YOUR GOAL: Copy out each line containing "enabled" from the entries below.

RECORDS TO PROCESS below:

//! Shared utilities

pub mod rate_limit;
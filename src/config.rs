//! Environment-based configuration
//!
//! All settings come from the process environment (a `.env` file is
//! loaded first if present). `BOT_TOKEN` and `CHAT_ID` are required;
//! everything else has a default.

use crate::error::{MonitorError, Result};
use std::time::Duration;

/// Kalshi's public API budget is roughly 1000 req/hour; one markets call
/// plus a handful of trade calls per cycle keeps us far under at 60s.
const KALSHI_MIN_INTERVAL_SECS: u64 = 60;

#[derive(Debug, Clone)]
pub struct Config {
    /// Telegram bot token from @BotFather
    pub bot_token: String,
    /// Destination chat for alerts
    pub chat_id: String,
    /// Polymarket poll interval
    pub poll_interval: Duration,
    /// Kalshi poll interval (floored at 60s)
    pub kalshi_poll_interval: Duration,
    /// Optional Kalshi API key for private endpoints
    pub kalshi_api_key: Option<String>,
    /// Active markets scanned per cycle
    pub market_limit: usize,
    /// Trades fetched per market per cycle
    pub trade_limit: usize,
    /// Per-market trade history retained for the scorer
    pub history_window: usize,
}

impl Config {
    /// Load configuration from the environment.
    ///
    /// Returns `MonitorError::Config` for missing required variables or
    /// unparseable numeric values; the caller treats that as fatal.
    pub fn from_env() -> Result<Self> {
        let bot_token = require("BOT_TOKEN")?;
        let chat_id = require("CHAT_ID")?;

        let poll_secs = parse_var("POLL_INTERVAL_SECS", 60u64)?;
        if poll_secs == 0 {
            return Err(MonitorError::Config(
                "POLL_INTERVAL_SECS must be greater than zero".to_string(),
            ));
        }
        let kalshi_secs = parse_var(
            "KALSHI_POLL_INTERVAL_SECS",
            poll_secs.max(KALSHI_MIN_INTERVAL_SECS),
        )?
        .max(KALSHI_MIN_INTERVAL_SECS);

        Ok(Self {
            bot_token,
            chat_id,
            poll_interval: Duration::from_secs(poll_secs),
            kalshi_poll_interval: Duration::from_secs(kalshi_secs),
            kalshi_api_key: std::env::var("KALSHI_API_KEY").ok().filter(|s| !s.is_empty()),
            market_limit: parse_var("MARKET_LIMIT", 20usize)?,
            trade_limit: parse_var("TRADE_LIMIT", 5usize)?,
            history_window: parse_var("HISTORY_WINDOW", 50usize)?,
        })
    }
}

fn require(name: &str) -> Result<String> {
    match std::env::var(name) {
        Ok(v) if !v.trim().is_empty() => Ok(v),
        _ => Err(MonitorError::Config(format!(
            "{} must be set (see .env.example)",
            name
        ))),
    }
}

fn parse_var<T>(name: &str, default: T) -> Result<T>
where
    T: std::str::FromStr,
{
    match std::env::var(name) {
        Ok(v) => v.trim().parse().map_err(|_| {
            MonitorError::Config(format!("{} has invalid value: {:?}", name, v))
        }),
        Err(_) => Ok(default),
    }
}
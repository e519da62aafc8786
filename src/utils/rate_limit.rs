//! Outbound rate limiting
//!
//! Two flavors: a minimum-spacing limiter for Telegram (1 msg/sec to the
//! same chat) and a sliding-window limiter for exchange request bursts.

use std::time::Duration;
use tokio::sync::Mutex;
use tokio::time::Instant;

/// Enforces a minimum interval between successive permits.
///
/// `acquire` holds the internal lock across the wait, so concurrent
/// callers are strictly serialized: no two permits are ever granted
/// closer together than `min_interval`.
pub struct RateLimiter {
    min_interval: Duration,
    last_permit: Mutex<Option<Instant>>,
}

impl RateLimiter {
    pub fn new(min_interval: Duration) -> Self {
        Self {
            min_interval,
            last_permit: Mutex::new(None),
        }
    }

    /// Wait until a send is allowed and claim the slot.
    ///
    /// Returns the time waited.
    pub async fn acquire(&self) -> Duration {
        let mut last = self.last_permit.lock().await;
        let waited = match *last {
            Some(prev) => {
                let elapsed = prev.elapsed();
                if elapsed < self.min_interval {
                    let wait = self.min_interval - elapsed;
                    tokio::time::sleep(wait).await;
                    wait
                } else {
                    Duration::ZERO
                }
            }
            None => Duration::ZERO,
        };
        *last = Some(Instant::now());
        waited
    }
}

/// Caps the number of permits inside a sliding window.
///
/// Used by the Polymarket client to pace per-market trade requests under
/// the exchange's ~50-100 req/10s ceiling.
pub struct WindowLimiter {
    max_in_window: usize,
    window: Duration,
    timestamps: Mutex<Vec<Instant>>,
}

impl WindowLimiter {
    pub fn new(max_in_window: usize, window: Duration) -> Self {
        Self {
            max_in_window,
            window,
            timestamps: Mutex::new(Vec::new()),
        }
    }

    /// Wait until issuing one more request stays under the window cap.
    pub async fn acquire(&self) {
        let mut stamps = self.timestamps.lock().await;
        loop {
            let now = Instant::now();
            stamps.retain(|t| now.saturating_duration_since(*t) < self.window);
            if stamps.len() < self.max_in_window {
                stamps.push(Instant::now());
                return;
            }
            // Oldest entry ages out of the window first
            let wait = (stamps[0] + self.window).saturating_duration_since(Instant::now());
            tokio::time::sleep(wait).await;
        }
    }
}

#[cfg(test)]
mod tests {
    use super::*;
    use std::sync::Arc;

    #[tokio::test(start_paused = true)]
    async fn first_acquire_is_immediate() {
        let limiter = RateLimiter::new(Duration::from_secs(1));
        assert_eq!(limiter.acquire().await, Duration::ZERO);
    }

    #[tokio::test(start_paused = true)]
    async fn back_to_back_acquires_wait_full_interval() {
        let limiter = RateLimiter::new(Duration::from_secs(1));
        limiter.acquire().await;
        let waited = limiter.acquire().await;
        assert_eq!(waited, Duration::from_secs(1));
    }

    #[tokio::test(start_paused = true)]
    async fn no_wait_after_interval_elapsed() {
        let limiter = RateLimiter::new(Duration::from_secs(1));
        limiter.acquire().await;
        tokio::time::sleep(Duration::from_millis(1500)).await;
        assert_eq!(limiter.acquire().await, Duration::ZERO);
    }

    #[tokio::test(start_paused = true)]
    async fn concurrent_callers_never_closer_than_interval() {
        let limiter = Arc::new(RateLimiter::new(Duration::from_secs(1)));
        let mut handles = Vec::new();

        // Simulate both poll loops flagging trades at once
        for _ in 0..8 {
            let l = limiter.clone();
            handles.push(tokio::spawn(async move {
                l.acquire().await;
                Instant::now()
            }));
        }

        let mut grants = Vec::new();
        for h in handles {
            grants.push(h.await.unwrap());
        }
        grants.sort();

        for pair in grants.windows(2) {
            assert!(
                pair[1] - pair[0] >= Duration::from_secs(1),
                "permits granted {:?} apart",
                pair[1] - pair[0]
            );
        }
    }

    #[tokio::test(start_paused = true)]
    async fn window_limiter_caps_burst() {
        let limiter = Arc::new(WindowLimiter::new(3, Duration::from_secs(10)));
        let start = Instant::now();

        for _ in 0..3 {
            limiter.acquire().await;
        }
        // Burst of 3 is free
        assert_eq!(Instant::now(), start);

        // Fourth must wait for the window to roll
        limiter.acquire().await;
        assert!(Instant::now() - start >= Duration::from_secs(10));
    }
}
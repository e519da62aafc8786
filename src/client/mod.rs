//! Market data clients
//!
//! One client per exchange, each normalizing its trade feed into
//! [`TradeRecord`]s behind the [`MarketSource`] trait.

pub mod kalshi;
pub mod polymarket;

pub use kalshi::KalshiClient;
pub use polymarket::PolymarketClient;

use crate::error::Result;
use crate::types::TradeRecord;
use async_trait::async_trait;

/// Limits applied to one poll cycle
#[derive(Debug, Clone, Copy)]
pub struct MarketFilter {
    /// Active markets scanned per cycle
    pub market_limit: usize,
    /// Trades fetched per market
    pub trade_limit: usize,
}

impl Default for MarketFilter {
    fn default() -> Self {
        Self {
            market_limit: 20,
            trade_limit: 5,
        }
    }
}

/// A pollable trade feed from one exchange
#[async_trait]
pub trait MarketSource: Send + Sync {
    fn name(&self) -> &str;

    /// Fetch recent trades across the most active markets.
    ///
    /// Returns trades ordered newest last; an empty vec is a valid
    /// result (quiet markets), not an error.
    async fn fetch_recent_trades(&self, filter: &MarketFilter) -> Result<Vec<TradeRecord>>;
}

#[cfg(test)]
use mockall::mock;

#[cfg(test)]
mock! {
    pub Source {}

    #[async_trait]
    impl MarketSource for Source {
        fn name(&self) -> &str;
        async fn fetch_recent_trades(&self, filter: &MarketFilter) -> Result<Vec<TradeRecord>>;
    }
}
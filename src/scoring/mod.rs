//! Risk scoring
//!
//! Scorers are pure: one trade plus its market's recent history in, at
//! most one alert out. No I/O, no shared state, so policies can be unit
//! tested and swapped without touching the polling machinery.

use crate::types::{AlertEvent, RiskLevel, TradeRecord};
use chrono::Utc;
use rust_decimal::Decimal;
use std::collections::HashMap;
use std::collections::VecDeque;

/// Score at or above which a trade is flagged
pub const ALERT_THRESHOLD: u8 = 70;
/// Score at or above which an alert is HIGH rather than MEDIUM
pub const HIGH_THRESHOLD: u8 = 85;

/// A pure risk-scoring policy
pub trait Scorer: Send + Sync {
    /// Score one trade against its market's recent history.
    ///
    /// Returns `None` for unremarkable trades, at most one alert
    /// otherwise.
    fn score(&self, trade: &TradeRecord, history: &[TradeRecord]) -> Option<AlertEvent>;
}

/// Placeholder policy: nothing is ever flagged
pub struct NoopScorer;

impl Scorer for NoopScorer {
    fn score(&self, _trade: &TradeRecord, _history: &[TradeRecord]) -> Option<AlertEvent> {
        None
    }
}

/// Notional-size heuristic.
///
/// Base score 10, bumped by size tier: +70 above $50k (whale, immediate
/// HIGH), +40 above $10k, +10 above $1k. Flags at [`ALERT_THRESHOLD`].
pub struct SizeTierScorer;

impl SizeTierScorer {
    fn raw_score(notional: Decimal) -> u8 {
        let mut score: u8 = 10;
        if notional > Decimal::from(50_000) {
            score += 70;
        } else if notional > Decimal::from(10_000) {
            score += 40;
        } else if notional > Decimal::from(1_000) {
            score += 10;
        }
        score.min(100)
    }
}

impl Scorer for SizeTierScorer {
    fn score(&self, trade: &TradeRecord, _history: &[TradeRecord]) -> Option<AlertEvent> {
        let notional = trade.notional();
        let score = Self::raw_score(notional);

        if score < ALERT_THRESHOLD {
            return None;
        }

        let level = if score >= HIGH_THRESHOLD {
            RiskLevel::High
        } else {
            RiskLevel::Medium
        };

        Some(AlertEvent {
            trade: trade.clone(),
            score,
            level,
            reason: format!("🐋 WHALE | ${:.0} position", notional),
            generated_at: Utc::now(),
        })
    }
}

/// Bounded per-market trade history fed to the scorer.
///
/// Owned by one poll loop; never shared across exchanges. Oldest trades
/// are evicted first once a market's window is full.
pub struct TradeHistory {
    window: usize,
    by_market: HashMap<String, VecDeque<TradeRecord>>,
}

impl TradeHistory {
    pub fn new(window: usize) -> Self {
        Self {
            window: window.max(1),
            by_market: HashMap::new(),
        }
    }

    /// Recent trades for a market, oldest first
    pub fn recent(&self, market_id: &str) -> Vec<TradeRecord> {
        self.by_market
            .get(market_id)
            .map(|q| q.iter().cloned().collect())
            .unwrap_or_default()
    }

    pub fn record(&mut self, trade: &TradeRecord) {
        let q = self.by_market.entry(trade.market_id.clone()).or_default();
        if q.len() == self.window {
            q.pop_front();
        }
        q.push_back(trade.clone());
    }
}
//! Prediction-Market Surveillance Bot
//!
//! Polls Polymarket and Kalshi for recent trades, scores them for
//! abnormal activity, and delivers flagged trades to Telegram.
//!
//! ## Architecture
//!
//! ```text
//! PollLoop (Polymarket) ─┐
//!                        ├─> Scorer ─> mpsc ─> Delivery task ─> Notifier (1 msg/sec)
//! PollLoop (Kalshi) ─────┘
//! ```

pub mod client;
pub mod config;
pub mod error;
pub mod monitor;
pub mod notify;
pub mod scoring;
pub mod types;
pub mod utils;

#[cfg(test)]
mod types_tests;
#[cfg(test)]
mod config_tests;
//! Telegram alert delivery
//!
//! Sends HTML-formatted messages through the Bot API, never closer than
//! one second apart. The spacing is enforced inside the notifier so the
//! invariant holds no matter how many loops share one instance.

use crate::error::{MonitorError, Result};
use crate::types::AlertEvent;
use crate::utils::rate_limit::RateLimiter;
use reqwest::Client;
use serde::{Deserialize, Serialize};
use std::time::Duration;
use tracing::{debug, info};

/// Telegram allows 1 message per second to the same chat
const MIN_SEND_INTERVAL: Duration = Duration::from_secs(1);

/// Telegram notifier with built-in send spacing
pub struct Notifier {
    http: Client,
    base_url: String,
    bot_token: String,
    chat_id: String,
    limiter: RateLimiter,
    enabled: bool,
}

#[derive(Debug, Serialize)]
struct SendMessageRequest {
    chat_id: String,
    text: String,
    parse_mode: String,
    disable_web_page_preview: bool,
}

#[derive(Debug, Deserialize)]
struct SendMessageResponse {
    ok: bool,
    description: Option<String>,
}

impl Notifier {
    pub fn new(bot_token: String, chat_id: String) -> Result<Self> {
        let http = Client::builder()
            .timeout(Duration::from_secs(10))
            .build()?;

        Ok(Self {
            http,
            base_url: "https://api.telegram.org".to_string(),
            bot_token,
            chat_id,
            limiter: RateLimiter::new(MIN_SEND_INTERVAL),
            enabled: true,
        })
    }

    /// A notifier that drops everything (no Telegram configured)
    pub fn disabled() -> Self {
        Self {
            http: Client::new(),
            base_url: "https://api.telegram.org".to_string(),
            bot_token: String::new(),
            chat_id: String::new(),
            limiter: RateLimiter::new(MIN_SEND_INTERVAL),
            enabled: false,
        }
    }

    /// Point at a different API host (tests)
    pub fn with_base_url(mut self, base_url: &str) -> Self {
        self.base_url = base_url.trim_end_matches('/').to_string();
        self
    }

    /// Send a formatted alert for a flagged trade
    pub async fn send_alert(&self, event: &AlertEvent) -> Result<()> {
        let text = format_alert(event);
        self.send(&text).await?;
        info!("Alert sent: {}", event.alert_id());
        Ok(())
    }

    /// Send a raw HTML message, waiting out the rate limit first
    pub async fn send(&self, text: &str) -> Result<()> {
        if !self.enabled {
            debug!("Notifier disabled, dropping message");
            return Ok(());
        }

        let waited = self.limiter.acquire().await;
        if !waited.is_zero() {
            debug!("Rate limit: delayed send by {:?}", waited);
        }

        let url = format!("{}/bot{}/sendMessage", self.base_url, self.bot_token);
        let request = SendMessageRequest {
            chat_id: self.chat_id.clone(),
            text: text.to_string(),
            parse_mode: "HTML".to_string(),
            disable_web_page_preview: true,
        };

        let resp = self
            .http
            .post(&url)
            .json(&request)
            .send()
            .await
            .map_err(|e| MonitorError::Delivery(e.to_string()))?;

        let status = resp.status();
        let body: SendMessageResponse = resp
            .json()
            .await
            .map_err(|e| MonitorError::Delivery(e.to_string()))?;

        if !body.ok {
            return Err(MonitorError::Delivery(format!(
                "Telegram returned {}: {}",
                status,
                body.description.unwrap_or_else(|| "unknown error".to_string())
            )));
        }

        Ok(())
    }

    /// Startup banner sent once before the loops begin
    pub async fn startup(&self) -> Result<()> {
        self.send("✅ <b>Insider Monitor started</b> (Polymarket + Kalshi)")
            .await
    }
}

/// Build the HTML alert body: market, trade details, flag reason, and a
/// direct trading link.
fn format_alert(event: &AlertEvent) -> String {
    let trade = &event.trade;
    // Exchange payloads are untrusted; truncate on char boundaries
    let wallet = if trade.trader_reference.chars().count() > 16 {
        let prefix: String = trade.trader_reference.chars().take(16).collect();
        format!("{}...", prefix)
    } else {
        trade.trader_reference.clone()
    };

    format!(
        "{} <b>{}</b>\n\
         Risk Score: {}/100\n\
         Risk Level: {}\n\n\
         <b>Trade Details</b>\n\
         Source: {}\n\
         Size: ${:.0}\n\
         Wallet: <code>{}</code>\n\
         Time: {} UTC\n\n\
         <b>Flags</b>\n\
         {}\n\n\
         🔗 <a href=\"{}\">Trade on {}</a>",
        event.level.emoji(),
        trade.market_name,
        event.score,
        event.level.as_str(),
        trade.source,
        trade.notional(),
        wallet,
        trade.timestamp.format("%Y-%m-%d %H:%M:%S"),
        event.reason,
        trade.trading_url(),
        trade.source,
    )
}
//! Core types shared across the monitor

use chrono::{DateTime, Utc};
use rust_decimal::Decimal;
use serde::{Deserialize, Serialize};

/// Trade direction
#[derive(Debug, Clone, Copy, PartialEq, Eq, Serialize, Deserialize)]
pub enum Side {
    #[serde(rename = "BUY")]
    Buy,
    #[serde(rename = "SELL")]
    Sell,
}

impl Side {
    /// Tolerant parse from the strings the exchange feeds actually emit
    /// (Polymarket uses BUY/SELL, Kalshi taker sides come as yes/no).
    pub fn parse(s: &str) -> Option<Self> {
        match s.to_ascii_lowercase().as_str() {
            "buy" | "yes" | "bid" => Some(Side::Buy),
            "sell" | "no" | "ask" => Some(Side::Sell),
            _ => None,
        }
    }
}

/// Which exchange a trade came from
#[derive(Debug, Clone, Copy, PartialEq, Eq, Serialize, Deserialize)]
pub enum Exchange {
    Polymarket,
    Kalshi,
}

impl Exchange {
    pub fn as_str(&self) -> &'static str {
        match self {
            Exchange::Polymarket => "Polymarket",
            Exchange::Kalshi => "Kalshi",
        }
    }
}

impl std::fmt::Display for Exchange {
    fn fmt(&self, f: &mut std::fmt::Formatter<'_>) -> std::fmt::Result {
        f.write_str(self.as_str())
    }
}

/// One normalized trade observed on an exchange.
///
/// Immutable once built by a market client; discarded after the poll
/// cycle that fetched it (no persistence).
#[derive(Debug, Clone, Serialize, Deserialize)]
pub struct TradeRecord {
    /// Exchange-native market identifier (condition id / ticker)
    pub market_id: String,
    /// Human-readable market question or title
    pub market_name: String,
    pub source: Exchange,
    pub side: Side,
    /// Contracts traded
    pub size: Decimal,
    /// Price per contract in dollars
    pub price: Decimal,
    pub timestamp: DateTime<Utc>,
    /// Trade id for dedup/reference (tx hash on Polymarket, trade_id on Kalshi)
    pub trade_id: String,
    /// Counterparty reference; Kalshi's public feed is anonymous
    pub trader_reference: String,
    /// URL slug for building a direct trading link, when the API exposes one
    pub market_slug: Option<String>,
}

impl TradeRecord {
    /// Dollar notional of the trade
    pub fn notional(&self) -> Decimal {
        self.size * self.price
    }

    /// Direct link to trade the market on its exchange
    pub fn trading_url(&self) -> String {
        match self.source {
            Exchange::Polymarket => match &self.market_slug {
                Some(slug) => format!("https://polymarket.com/event/{}", slug),
                None => format!(
                    "https://polymarket.com/market/{}",
                    self.market_name.to_lowercase().replace(' ', "-")
                ),
            },
            Exchange::Kalshi => format!("https://kalshi.com/markets/{}", self.market_id),
        }
    }
}

/// Severity bucket for a flagged trade
#[derive(Debug, Clone, Copy, PartialEq, Eq, Serialize, Deserialize)]
pub enum RiskLevel {
    High,
    Medium,
}

impl RiskLevel {
    pub fn as_str(&self) -> &'static str {
        match self {
            RiskLevel::High => "HIGH",
            RiskLevel::Medium => "MEDIUM",
        }
    }

    pub fn emoji(&self) -> &'static str {
        match self {
            RiskLevel::High => "🔴",
            RiskLevel::Medium => "🟡",
        }
    }
}

/// A trade the scorer flagged for notification.
///
/// Produced at most once per trade per poll cycle, consumed exactly once
/// by the delivery task.
#[derive(Debug, Clone)]
pub struct AlertEvent {
    pub trade: TradeRecord,
    /// Risk score, 0-100
    pub score: u8,
    pub level: RiskLevel,
    pub reason: String,
    pub generated_at: DateTime<Utc>,
}

impl AlertEvent {
    pub fn alert_id(&self) -> String {
        format!(
            "{}_{}_{}",
            self.trade.source, self.trade.market_id, self.trade.trade_id
        )
    }
}
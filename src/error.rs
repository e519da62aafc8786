//! Error types for the monitor

use thiserror::Error;

/// Top-level error type
#[derive(Debug, Error)]
pub enum MonitorError {
    /// Missing or invalid configuration. Fatal at startup.
    #[error("Config error: {0}")]
    Config(String),

    /// Failed to fetch or parse market data from an exchange.
    /// Recovered by skipping the poll cycle.
    #[error("Fetch error from {exchange}: {message}")]
    Fetch { exchange: String, message: String },

    /// Failed to deliver a notification. Logged and dropped, never fatal.
    #[error("Delivery error: {0}")]
    Delivery(String),

    /// HTTP transport error
    #[error("HTTP error: {0}")]
    Http(#[from] reqwest::Error),
}

impl MonitorError {
    /// Attach a market source name to a transport or parse failure
    pub fn fetch(exchange: &str, err: impl std::fmt::Display) -> Self {
        Self::Fetch {
            exchange: exchange.to_string(),
            message: err.to_string(),
        }
    }
}

pub type Result<T> = std::result::Result<T, MonitorError>;
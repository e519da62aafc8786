//! Tests for configuration
//!
//! Environment variables are process-global, so these tests serialize
//! on a lock.

#[cfg(test)]
mod tests {
    use super::super::config::*;
    use super::super::error::MonitorError;
    use std::sync::Mutex;
    use std::time::Duration;

    static ENV_LOCK: Mutex<()> = Mutex::new(());

    const ALL_VARS: &[&str] = &[
        "BOT_TOKEN",
        "CHAT_ID",
        "POLL_INTERVAL_SECS",
        "KALSHI_POLL_INTERVAL_SECS",
        "KALSHI_API_KEY",
        "MARKET_LIMIT",
        "TRADE_LIMIT",
        "HISTORY_WINDOW",
    ];

    fn with_env<F: FnOnce()>(vars: &[(&str, &str)], f: F) {
        let _guard = ENV_LOCK.lock().unwrap();
        for v in ALL_VARS {
            std::env::remove_var(v);
        }
        for (k, v) in vars {
            std::env::set_var(k, v);
        }
        f();
        for v in ALL_VARS {
            std::env::remove_var(v);
        }
    }

    #[test]
    fn test_minimal_config_defaults() {
        with_env(&[("BOT_TOKEN", "123:abc"), ("CHAT_ID", "42")], || {
            let config = Config::from_env().unwrap();
            assert_eq!(config.bot_token, "123:abc");
            assert_eq!(config.chat_id, "42");
            assert_eq!(config.poll_interval, Duration::from_secs(60));
            assert_eq!(config.kalshi_poll_interval, Duration::from_secs(60));
            assert!(config.kalshi_api_key.is_none());
            assert_eq!(config.market_limit, 20);
            assert_eq!(config.trade_limit, 5);
            assert_eq!(config.history_window, 50);
        });
    }

    #[test]
    fn test_missing_bot_token_is_config_error() {
        with_env(&[("CHAT_ID", "42")], || {
            let err = Config::from_env().unwrap_err();
            assert!(matches!(err, MonitorError::Config(ref m) if m.contains("BOT_TOKEN")));
        });
    }

    #[test]
    fn test_missing_chat_id_is_config_error() {
        with_env(&[("BOT_TOKEN", "123:abc")], || {
            let err = Config::from_env().unwrap_err();
            assert!(matches!(err, MonitorError::Config(ref m) if m.contains("CHAT_ID")));
        });
    }

    #[test]
    fn test_blank_required_value_rejected() {
        with_env(&[("BOT_TOKEN", "  "), ("CHAT_ID", "42")], || {
            assert!(Config::from_env().is_err());
        });
    }

    #[test]
    fn test_kalshi_interval_floored_at_60s() {
        with_env(
            &[
                ("BOT_TOKEN", "123:abc"),
                ("CHAT_ID", "42"),
                ("POLL_INTERVAL_SECS", "15"),
                ("KALSHI_POLL_INTERVAL_SECS", "30"),
            ],
            || {
                let config = Config::from_env().unwrap();
                assert_eq!(config.poll_interval, Duration::from_secs(15));
                assert_eq!(config.kalshi_poll_interval, Duration::from_secs(60));
            },
        );
    }

    #[test]
    fn test_kalshi_interval_tracks_slower_poll() {
        with_env(
            &[
                ("BOT_TOKEN", "123:abc"),
                ("CHAT_ID", "42"),
                ("POLL_INTERVAL_SECS", "120"),
            ],
            || {
                let config = Config::from_env().unwrap();
                assert_eq!(config.kalshi_poll_interval, Duration::from_secs(120));
            },
        );
    }

    #[test]
    fn test_invalid_interval_names_the_variable() {
        with_env(
            &[
                ("BOT_TOKEN", "123:abc"),
                ("CHAT_ID", "42"),
                ("POLL_INTERVAL_SECS", "soon"),
            ],
            || {
                let err = Config::from_env().unwrap_err();
                assert!(
                    matches!(err, MonitorError::Config(ref m) if m.contains("POLL_INTERVAL_SECS"))
                );
            },
        );
    }

    #[test]
    fn test_zero_poll_interval_rejected() {
        // A zero period would blow up the loop's interval timer at runtime
        with_env(
            &[
                ("BOT_TOKEN", "123:abc"),
                ("CHAT_ID", "42"),
                ("POLL_INTERVAL_SECS", "0"),
            ],
            || {
                let err = Config::from_env().unwrap_err();
                assert!(
                    matches!(err, MonitorError::Config(ref m) if m.contains("POLL_INTERVAL_SECS"))
                );
            },
        );
    }

    #[test]
    fn test_zero_kalshi_interval_floored() {
        with_env(
            &[
                ("BOT_TOKEN", "123:abc"),
                ("CHAT_ID", "42"),
                ("KALSHI_POLL_INTERVAL_SECS", "0"),
            ],
            || {
                let config = Config::from_env().unwrap();
                assert_eq!(config.kalshi_poll_interval, Duration::from_secs(60));
            },
        );
    }

    #[test]
    fn test_empty_api_key_treated_as_absent() {
        with_env(
            &[
                ("BOT_TOKEN", "123:abc"),
                ("CHAT_ID", "42"),
                ("KALSHI_API_KEY", ""),
            ],
            || {
                let config = Config::from_env().unwrap();
                assert!(config.kalshi_api_key.is_none());
            },
        );
    }

    #[test]
    fn test_api_key_passed_through() {
        with_env(
            &[
                ("BOT_TOKEN", "123:abc"),
                ("CHAT_ID", "42"),
                ("KALSHI_API_KEY", "k-secret"),
            ],
            || {
                let config = Config::from_env().unwrap();
                assert_eq!(config.kalshi_api_key.as_deref(), Some("k-secret"));
            },
        );
    }
}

End of RECORDS TO PROCESS.

OUTPUT OF THE TASK:
    enabled: bool,
            enabled: true,
            enabled: false,
        if !self.enabled {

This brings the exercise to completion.